# No key for the door



## 111349 (Apr 14, 2008)

Our new used 2007 autocruise starblazer has a remote control key and a single key which opens / locks all the other doors exceot the side entrance door. We are having to lock this from the inside only and leave via front door. The lockers key does not fit this door? Is this the same for other owners of the starblazer?


----------



## grumpyman (Sep 24, 2006)

Have the Autocruise Pioneer 2006 3 keys on auto lock one to side door and one to toilet and storage areas. If there is a lock on the outside side door you should have a key.


----------



## baldybazza (Feb 21, 2007)

Hi Padlyn,
We had an 05 Starblazer and the key that opened the habitation door was the same one that opened the toilet cassette door. It was the only round ended key, all the rest had rectangular ends.
Good luck
Barrie


----------



## SwiftGroup (Jun 27, 2007)

*Response*

Padlyn

The side exterior door is not activated on the remote control used for the cab doors.

However, there should be a key for the exterior door lock.

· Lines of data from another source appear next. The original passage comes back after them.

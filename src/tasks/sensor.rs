// AttitudeWatch - Sensor Task
//
// Reads the accelerometer at the subscribed rate and pushes each reading
// into the UI channel.  Batching to the subscribed size happens on the UI
// side, so this task never touches application state.

use std::sync::mpsc::Sender;
use std::thread;
use std::time::{Duration, Instant};

use attitude_watch::{HostEvent, SamplingRate};

use crate::drivers::imu::Mpu6050;

pub fn sensor_task(mut imu: Mpu6050, rate: SamplingRate, ui_tx: Sender<HostEvent>) {
    log::info!("Sensor task started ({} Hz)", rate.hz());

    if let Err(e) = imu.init() {
        log::error!("MPU6050 init failed in sensor task: {}", e);
        return;
    }

    let interval = Duration::from_millis(rate.period_ms());

    loop {
        let tick_start = Instant::now();

        match imu.read_accel() {
            Ok(sample) => {
                if ui_tx.send(HostEvent::Sample(sample)).is_err() {
                    // Receiver dropped - UI task has exited. Shut down cleanly.
                    log::warn!("UI channel closed - exiting sensor task");
                    return;
                }
            }
            Err(e) => {
                log::warn!("IMU read error: {}", e);
            }
        }

        // Sleep for the remainder of the sampling interval.
        let elapsed = tick_start.elapsed();
        if elapsed < interval {
            thread::sleep(interval - elapsed);
        }
    }
}
// AttitudeWatch - Entry Point
//
// On the watch (`target_os = "espidf"`) this boots the firmware: memory LCD,
// MPU6050 self-test, sensor task and UI task.  On any other target it runs
// the host simulator and prints the final frame to stdout.

#[cfg(target_os = "espidf")]
mod drivers;
#[cfg(target_os = "espidf")]
mod firmware;
#[cfg(target_os = "espidf")]
mod tasks;

#[cfg(target_os = "espidf")]
fn main() -> anyhow::Result<()> {
    // Link esp-idf-sys runtime patches and initialise logging.
    esp_idf_svc::sys::link_patches();
    esp_idf_svc::log::EspLogger::initialize_default();
    log::info!("AttitudeWatch firmware starting...");

    firmware::boot()
}

#[cfg(not(target_os = "espidf"))]
fn main() -> anyhow::Result<()> {
    env_logger::Builder::from_env(env_logger::Env::default().default_filter_or("info")).init();
    log::info!("AttitudeWatch simulator starting...");

    let stdout = std::io::stdout();
    attitude_watch::sim::run(attitude_watch::app::default_app(), &mut stdout.lock())
}
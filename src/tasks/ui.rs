// AttitudeWatch - UI Task
//
// Owns the loaded window, the frame buffer, the LCD and the button input
// manager.  This is the cooperative event loop: every handler runs here, one
// at a time, and a frame is composed and flushed only when a handler marked
// the canvas dirty.

use std::sync::mpsc::{Receiver, Sender};
use std::thread;
use std::time::{Duration, Instant};

use esp_idf_hal::gpio::{AnyIOPin, Input, PinDriver};

use attitude_watch::config::*;
use attitude_watch::gfx::{Canvas, Framebuffer};
use attitude_watch::input::InputManager;
use attitude_watch::{HostEvent, Window, WindowHandlers};

use crate::drivers::sharp_lcd::SharpLcd;

pub type ButtonPins = [PinDriver<'static, AnyIOPin, Input>; 3];

pub fn ui_task<H: WindowHandlers>(
    mut window: Window<H>,
    mut display: SharpLcd,
    buttons: ButtonPins,
    ui_rx: Receiver<HostEvent>,
    ui_tx: Sender<HostEvent>,
) {
    log::info!("UI task started");

    let mut input = InputManager::new(ui_tx);
    let mut framebuffer = Framebuffer::new();
    let poll_interval = Duration::from_millis(UI_POLL_INTERVAL_MS);
    let vcom_interval = Duration::from_millis(VCOM_TOGGLE_MS);
    let mut last_vcom = Instant::now();

    loop {
        let now = Instant::now();

        // 1. Poll the buttons (active LOW with pull-up).
        input.update(
            [buttons[0].is_low(), buttons[1].is_low(), buttons[2].is_low()],
            now,
        );

        // 2. Drain all pending events (non-blocking).
        while let Ok(event) = ui_rx.try_recv() {
            window.dispatch(event);
        }

        // 3. Redraw if anything changed.
        if window.is_dirty() {
            window.render(&mut Canvas::new(&mut framebuffer));
            if let Err(e) = display.flush(&framebuffer) {
                log::warn!("LCD flush failed: {}", e);
            }
        }

        // 4. Keep the panel's polarity alternating.
        if now.duration_since(last_vcom) >= vcom_interval {
            last_vcom = now;
            if let Err(e) = display.toggle_vcom() {
                log::warn!("VCOM toggle failed: {}", e);
            }
        }

        thread::sleep(poll_interval);
    }
}
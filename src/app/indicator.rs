// AttitudeWatch - Attitude indicator (frame controller)
//
// Sample batch -> aggregate -> derive -> mark dirty.  Draw -> clear ->
// horizon -> crown -> bezel.  The draw handler is the only code path that
// touches the graphics context.

use embedded_graphics::geometry::Size;

use crate::attitude::{Attitude, DisplayParams};
use crate::config::ACCEL_SAMPLES_PER_UPDATE;
use crate::events::{RawSample, SamplingRate};
use crate::gfx::GraphicsContext;
use crate::render;
use crate::window::{Services, WindowHandlers};

/// Canvas the instrument is drawn on; exists between load and unload.
#[derive(Debug, Clone, Copy, PartialEq, Eq)]
struct CanvasLayer {
    bounds: Size,
    params: DisplayParams,
}

#[derive(Debug, Default)]
pub struct AttitudeIndicator {
    canvas: Option<CanvasLayer>,
    attitude: Attitude,
    tuning: Option<(u16, u16, u16)>,
}

impl AttitudeIndicator {
    pub fn new() -> Self {
        Self::default()
    }

    /// Override diameter, border width and pitch sensitivity.
    pub fn with_tuning(diameter: u16, border_width: u16, sensitivity: u16) -> Self {
        Self {
            tuning: Some((diameter, border_width, sensitivity)),
            ..Self::default()
        }
    }

    pub fn attitude(&self) -> &Attitude {
        &self.attitude
    }

    /// `None` until the window is loaded.
    pub fn params(&self) -> Option<&DisplayParams> {
        self.canvas.as_ref().map(|c| &c.params)
    }

    pub fn horizon_y(&self) -> Option<i16> {
        self.params().map(|p| self.attitude.horizon_y(p))
    }
}

impl WindowHandlers for AttitudeIndicator {
    fn load(&mut self, bounds: Size, services: &mut Services) {
        let params = match self.tuning {
            Some((diameter, border, sensitivity)) => {
                DisplayParams::with_tuning(bounds, diameter, border, sensitivity)
            }
            None => DisplayParams::new(bounds),
        };
        log::info!(
            "Attitude indicator at ({}, {}), diameter {}",
            params.center_x,
            params.center_y,
            params.diameter
        );
        self.canvas = Some(CanvasLayer { bounds, params });
        services.subscribe_accel(ACCEL_SAMPLES_PER_UPDATE, SamplingRate::Hz100);
    }

    fn unload(&mut self, services: &mut Services) {
        // Unsubscribe first so no batch can observe a destroyed canvas.
        services.unsubscribe_accel();
        self.canvas = None;
    }

    fn on_accel(&mut self, batch: &[RawSample], services: &mut Services) {
        let Some(canvas) = self.canvas else {
            return;
        };
        if self.attitude.update(batch, canvas.params.sensitivity) {
            log::trace!(
                "roll {} deg, pitch {} px",
                self.attitude.roll_degrees(),
                self.attitude.pitch_px
            );
            services.mark_dirty();
        }
    }

    fn draw(&mut self, ctx: &mut dyn GraphicsContext) {
        let Some(canvas) = self.canvas else {
            return;
        };
        render::clear(ctx, canvas.bounds);
        render::draw_horizon(ctx, &canvas.params, &self.attitude);
        render::draw_crown(ctx, &canvas.params);
        render::draw_bezel(ctx, &canvas.params, &self.attitude);
    }
}
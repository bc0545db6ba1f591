// AttitudeWatch - Sample Aggregator
//
// Collapses one accelerometer batch into a smoothed triple with a boxcar
// mean.  The driver already delivers samples in batches of five at 100 Hz,
// so the window is 50 ms.

use crate::events::RawSample;

/// Per-axis integer mean of one batch, milli-g.
#[derive(Debug, Clone, Copy, Default, PartialEq, Eq)]
pub struct Smoothed {
    pub ax: i16,
    pub ay: i16,
    pub az: i16,
}

impl Smoothed {
    /// True when any axis mean is strictly beyond `threshold` in magnitude.
    pub fn exceeds(&self, threshold: i16) -> bool {
        [self.ax, self.ay, self.az]
            .iter()
            .any(|&c| c > threshold || c < -threshold)
    }
}

/// Mean of each axis over `batch`, truncating toward zero.
///
/// Returns `None` for an empty batch; callers skip it.
pub fn aggregate(batch: &[RawSample]) -> Option<Smoothed> {
    if batch.is_empty() {
        return None;
    }

    let (sx, sy, sz) = batch.iter().fold((0i32, 0i32, 0i32), |(x, y, z), s| {
        (x + s.x as i32, y + s.y as i32, z + s.z as i32)
    });
    let n = batch.len() as i32;

    // The mean of i16 values always fits back into i16.
    Some(Smoothed {
        ax: (sx / n) as i16,
        ay: (sy / n) as i16,
        az: (sz / n) as i16,
    })
}
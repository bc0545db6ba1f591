pub mod sensor;
pub mod ui;
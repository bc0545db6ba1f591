// AttitudeWatch - Button demo
//
// A status line that names the last button clicked, or reports a shake when
// a batch mean goes past 2 g on any axis.

use embedded_graphics::prelude::{Point, Size};
use embedded_graphics::primitives::Rectangle;
use embedded_graphics::text::Alignment;

use crate::config::*;
use crate::events::{ButtonId, RawSample, SamplingRate};
use crate::filter;
use crate::gfx::GraphicsContext;
use crate::render::{self, TextLayer};
use crate::window::{Services, WindowHandlers};

pub const PROMPT_TEXT: &str = "Press a button";
pub const SHAKE_TEXT: &str = "Shake detected!";

#[derive(Debug, Default)]
pub struct ButtonDemo {
    bounds: Size,
    text_layer: Option<TextLayer>,
}

impl ButtonDemo {
    pub fn new() -> Self {
        Self::default()
    }

    /// Current status line, `None` while unloaded.
    pub fn text(&self) -> Option<&'static str> {
        self.text_layer.as_ref().map(TextLayer::text)
    }

    fn show(&mut self, text: &'static str, services: &mut Services) {
        if let Some(layer) = self.text_layer.as_mut() {
            if layer.set_text(text) {
                services.mark_dirty();
            }
        }
    }
}

impl WindowHandlers for ButtonDemo {
    fn load(&mut self, bounds: Size, services: &mut Services) {
        let mut layer = TextLayer::new(Rectangle::new(
            Point::new(0, TEXT_LAYER_Y),
            Size::new(bounds.width, TEXT_LAYER_HEIGHT),
        ));
        layer.set_text(PROMPT_TEXT);
        layer.set_alignment(Alignment::Center);
        self.bounds = bounds;
        self.text_layer = Some(layer);

        for button in ButtonId::ALL {
            services.subscribe_click(button);
        }
        services.subscribe_accel(ACCEL_SAMPLES_PER_UPDATE, SamplingRate::Hz100);
    }

    fn unload(&mut self, services: &mut Services) {
        services.unsubscribe_accel();
        services.unsubscribe_clicks();
        self.text_layer = None;
    }

    fn on_accel(&mut self, batch: &[RawSample], services: &mut Services) {
        let Some(mean) = filter::aggregate(batch) else {
            return;
        };
        if mean.exceeds(SHAKE_THRESHOLD_MG) {
            log::info!("Shake detected ({}, {}, {})", mean.ax, mean.ay, mean.az);
            self.show(SHAKE_TEXT, services);
        }
    }

    fn on_click(&mut self, button: ButtonId, services: &mut Services) {
        self.show(button.label(), services);
    }

    fn draw(&mut self, ctx: &mut dyn GraphicsContext) {
        let Some(layer) = self.text_layer.as_ref() else {
            return;
        };
        render::clear(ctx, self.bounds);
        layer.draw(ctx);
    }
}
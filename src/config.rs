// AttitudeWatch - Hardware & System Configuration
// Target: Seeed Studio Xiao ESP32-C3 (RISC-V) + Sharp LS013B7DH05 memory LCD

// ---------------------------------------------------------------------------
// GPIO Pin Definitions (Xiao ESP32-C3 pinout)
// ---------------------------------------------------------------------------
pub const PIN_BUTTON_SELECT: i32 = 3; // D1 - Select button (INPUT_PULLUP, active LOW)
pub const PIN_BUTTON_UP: i32 = 4;     // D2 - Up button
pub const PIN_BUTTON_DOWN: i32 = 5;   // D3 - Down button
pub const PIN_I2C_SDA: i32 = 6;       // D4 - I2C data line
pub const PIN_I2C_SCL: i32 = 7;       // D5 - I2C clock line
pub const PIN_LCD_SCK: i32 = 8;       // D8 - SPI clock
pub const PIN_LCD_MOSI: i32 = 10;     // D10 - SPI data out
pub const PIN_LCD_CS: i32 = 20;       // D7 - LCD chip select (active HIGH)
pub const PIN_LCD_DISP: i32 = 21;     // D6 - LCD display enable

// ---------------------------------------------------------------------------
// I2C Bus
// ---------------------------------------------------------------------------
pub const I2C_ADDR_MPU6050: u8 = 0x68;
pub const I2C_BAUDRATE_KHZ: u32 = 400;
pub const I2C_TIMEOUT_TICKS: u32 = 1000; // FreeRTOS ticks

// ---------------------------------------------------------------------------
// Display (Sharp memory LCD, 1 bpp)
// ---------------------------------------------------------------------------
pub const SCREEN_WIDTH: u32 = 144;
pub const SCREEN_HEIGHT: u32 = 168;
pub const LINE_BYTES: usize = SCREEN_WIDTH as usize / 8; // 18
pub const DISPLAY_BUFFER_SIZE: usize = LINE_BYTES * SCREEN_HEIGHT as usize; // 3024
pub const LCD_SPI_BAUDRATE_MHZ: u32 = 2;

// ---------------------------------------------------------------------------
// Instrument tuning (visual parity depends on these exact values)
// ---------------------------------------------------------------------------
pub const INSTRUMENT_DIAMETER: u16 = 130;
pub const BORDER_WIDTH: u16 = 16;
pub const PITCH_SENSITIVITY: u16 = 10;  // milli-g per pixel of pitch offset
pub const ROLL_SCALE: i16 = 16;         // milli-g per degree of roll
pub const CROWN_APEX_INSET: i16 = 17;   // apex distance below the rim top
pub const CROWN_HALF_BASE: i16 = 5;
pub const CROWN_HEIGHT: i16 = 10;
pub const MASK_RING_OFFSET: u16 = 50;   // outer mask radius beyond the rim
pub const MASK_RING_STROKE: u16 = 100;

// ---------------------------------------------------------------------------
// Accelerometer feed
// ---------------------------------------------------------------------------
pub const ACCEL_SAMPLES_PER_UPDATE: u32 = 5;  // 50 ms boxcar at 100 Hz
pub const MAX_SAMPLES_PER_UPDATE: u32 = 25;
pub const SHAKE_THRESHOLD_MG: i16 = 2000;

// ---------------------------------------------------------------------------
// Button demo text layer
// ---------------------------------------------------------------------------
pub const TEXT_LAYER_Y: i32 = 72;
pub const TEXT_LAYER_HEIGHT: u32 = 20;

// ---------------------------------------------------------------------------
// Task Stack Sizes (bytes)
// ---------------------------------------------------------------------------
pub const STACK_SENSOR: usize = 4096;
pub const STACK_UI: usize = 12288;

// ---------------------------------------------------------------------------
// Timing (milliseconds)
// ---------------------------------------------------------------------------
pub const UI_POLL_INTERVAL_MS: u64 = 10;   // 100 Hz input poll / event drain
pub const DEBOUNCE_MS: u64 = 50;
pub const VCOM_TOGGLE_MS: u64 = 1000;      // memory LCD polarity inversion

// ---------------------------------------------------------------------------
// MPU6050 Sensor Scale Factors
// ---------------------------------------------------------------------------
pub const ACCEL_LSB_PER_G_4G: i32 = 8192;  // LSB/g at +-4 g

If you are stuck with this and the previous owner has not given you the key, please send us a PM so that we can identify your vehicle and try to help.

Regards
Kath


----------



## 111465 (Apr 18, 2008)

It's nice to see that Swift Leisure Group are active on these blog sites and forums, it's a good mitigation strategy commercially, particularly if consumers are upset with their products that they purchase even if via supplying dealers. Keep up the good work SWIFT,let's hope your direct intervention with consumers of your manufactured products proves to be a worthwhile, enjoyable experience.


----------



## MaxandPaddy (Mar 18, 2006)

Hi Padlyn,
We have a 08 Starblazer and the key that operates the lockers also opens the habitation door.
The remote key is for the cab doors only.
We had a Starfire before the Starblazer and it was the same,one key fit all the lockers including the toilet cassette door and the habitation door.
Do you think the previous owners have had a new lock fitted?
Hope you have got the situation sorted out!

Val


----------